»»
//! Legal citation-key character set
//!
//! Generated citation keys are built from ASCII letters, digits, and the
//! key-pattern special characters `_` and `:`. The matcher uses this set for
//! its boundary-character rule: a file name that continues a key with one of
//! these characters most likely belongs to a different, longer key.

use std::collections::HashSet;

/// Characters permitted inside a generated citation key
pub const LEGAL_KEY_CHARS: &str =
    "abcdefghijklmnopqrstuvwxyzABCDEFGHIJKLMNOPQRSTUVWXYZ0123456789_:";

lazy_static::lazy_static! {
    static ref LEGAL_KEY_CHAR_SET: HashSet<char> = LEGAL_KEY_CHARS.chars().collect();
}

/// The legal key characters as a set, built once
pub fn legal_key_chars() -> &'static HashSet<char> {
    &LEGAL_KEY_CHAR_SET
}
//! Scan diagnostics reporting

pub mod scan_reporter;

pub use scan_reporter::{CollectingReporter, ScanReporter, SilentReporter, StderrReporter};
««
When you restate the listing, keep each line identical to the original.

//! Legal citation-key character set
//!
//! Generated citation keys are built from ASCII letters, digits, and the
//! key-pattern special characters `_` and `:`. The matcher uses this set for
//! its boundary-character rule: a file name that continues a key with one of
//! these characters most likely belongs to a different, longer key.

use std::collections::HashSet;

/// Characters permitted inside a generated citation key
pub const LEGAL_KEY_CHARS: &str =
    "abcdefghijklmnopqrstuvwxyzABCDEFGHIJKLMNOPQRSTUVWXYZ0123456789_:";

lazy_static::lazy_static! {
    static ref LEGAL_KEY_CHAR_SET: HashSet<char> = LEGAL_KEY_CHARS.chars().collect();
}

/// The legal key characters as a set, built once
pub fn legal_key_chars() -> &'static HashSet<char> {
    &LEGAL_KEY_CHAR_SET
}
//! Scan diagnostics reporting

pub mod scan_reporter;

pub use scan_reporter::{CollectingReporter, ScanReporter, SilentReporter, StderrReporter};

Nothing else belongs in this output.